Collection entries
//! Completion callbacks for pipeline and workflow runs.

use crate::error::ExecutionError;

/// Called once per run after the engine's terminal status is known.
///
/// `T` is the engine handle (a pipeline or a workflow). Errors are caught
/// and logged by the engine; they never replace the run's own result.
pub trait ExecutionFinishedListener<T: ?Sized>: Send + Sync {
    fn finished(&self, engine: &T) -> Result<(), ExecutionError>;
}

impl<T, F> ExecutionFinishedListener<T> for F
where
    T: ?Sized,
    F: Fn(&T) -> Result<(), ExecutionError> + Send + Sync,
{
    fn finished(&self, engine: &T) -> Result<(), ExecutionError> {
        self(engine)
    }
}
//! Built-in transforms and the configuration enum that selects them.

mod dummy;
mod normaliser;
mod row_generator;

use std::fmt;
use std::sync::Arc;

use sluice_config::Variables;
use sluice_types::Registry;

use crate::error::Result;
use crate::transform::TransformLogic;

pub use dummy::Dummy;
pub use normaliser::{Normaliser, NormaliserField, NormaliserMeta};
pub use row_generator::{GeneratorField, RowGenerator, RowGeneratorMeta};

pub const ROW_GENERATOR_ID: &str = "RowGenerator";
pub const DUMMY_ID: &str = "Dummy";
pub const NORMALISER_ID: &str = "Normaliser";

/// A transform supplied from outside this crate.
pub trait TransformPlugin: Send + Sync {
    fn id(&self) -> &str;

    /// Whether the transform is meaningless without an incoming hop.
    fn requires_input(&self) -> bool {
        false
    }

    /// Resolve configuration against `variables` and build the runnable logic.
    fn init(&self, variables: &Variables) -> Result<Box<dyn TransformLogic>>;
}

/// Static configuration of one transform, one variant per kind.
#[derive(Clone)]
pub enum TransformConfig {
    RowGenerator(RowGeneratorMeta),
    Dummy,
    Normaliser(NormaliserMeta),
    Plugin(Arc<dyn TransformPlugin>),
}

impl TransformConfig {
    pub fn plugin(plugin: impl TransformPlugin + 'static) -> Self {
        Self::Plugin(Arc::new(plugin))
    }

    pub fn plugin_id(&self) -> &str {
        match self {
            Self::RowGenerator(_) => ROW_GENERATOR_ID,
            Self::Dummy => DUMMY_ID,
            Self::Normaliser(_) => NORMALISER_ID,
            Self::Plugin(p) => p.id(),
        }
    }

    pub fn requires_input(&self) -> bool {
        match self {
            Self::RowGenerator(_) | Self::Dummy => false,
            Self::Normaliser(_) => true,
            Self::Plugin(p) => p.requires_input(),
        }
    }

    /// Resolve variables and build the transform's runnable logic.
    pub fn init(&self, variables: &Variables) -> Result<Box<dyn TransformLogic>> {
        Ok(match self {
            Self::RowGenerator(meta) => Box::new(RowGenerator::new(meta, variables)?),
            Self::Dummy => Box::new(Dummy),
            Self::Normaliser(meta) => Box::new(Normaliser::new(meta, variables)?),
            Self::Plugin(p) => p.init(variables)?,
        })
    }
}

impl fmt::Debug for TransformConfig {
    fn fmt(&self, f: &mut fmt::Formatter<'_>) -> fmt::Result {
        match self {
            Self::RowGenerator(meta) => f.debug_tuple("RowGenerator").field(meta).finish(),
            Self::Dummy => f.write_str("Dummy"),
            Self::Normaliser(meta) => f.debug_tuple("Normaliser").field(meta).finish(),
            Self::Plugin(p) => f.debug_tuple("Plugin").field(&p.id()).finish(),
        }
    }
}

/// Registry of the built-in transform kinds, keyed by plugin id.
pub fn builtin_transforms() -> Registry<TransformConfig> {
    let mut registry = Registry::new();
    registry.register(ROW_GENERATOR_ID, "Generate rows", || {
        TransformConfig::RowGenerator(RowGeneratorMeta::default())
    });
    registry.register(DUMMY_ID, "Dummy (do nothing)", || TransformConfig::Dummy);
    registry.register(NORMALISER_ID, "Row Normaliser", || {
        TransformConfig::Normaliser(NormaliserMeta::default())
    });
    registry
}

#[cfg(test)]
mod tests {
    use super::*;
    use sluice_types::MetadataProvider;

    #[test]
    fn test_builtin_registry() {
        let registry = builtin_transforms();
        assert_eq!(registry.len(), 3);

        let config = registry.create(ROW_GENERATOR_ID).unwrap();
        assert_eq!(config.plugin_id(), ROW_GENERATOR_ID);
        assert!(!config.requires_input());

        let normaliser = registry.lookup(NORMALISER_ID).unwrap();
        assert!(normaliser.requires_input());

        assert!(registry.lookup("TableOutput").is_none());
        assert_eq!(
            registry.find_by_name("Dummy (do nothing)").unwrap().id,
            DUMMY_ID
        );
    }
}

Task directions » Only the lines above starting with the one with "fn finished(&self, engine: &T) -> Result<(), ExecutionError>;" and going through the one with "use std::fmt;" are to be copied, word for word and with both ends kept.

Answer box »
    fn finished(&self, engine: &T) -> Result<(), ExecutionError>;
}

impl<T, F> ExecutionFinishedListener<T> for F
where
    T: ?Sized,
    F: Fn(&T) -> Result<(), ExecutionError> + Send + Sync,
{
    fn finished(&self, engine: &T) -> Result<(), ExecutionError> {
        self(engine)
    }
}
//! Built-in transforms and the configuration enum that selects them.

mod dummy;
mod normaliser;
mod row_generator;

use std::fmt;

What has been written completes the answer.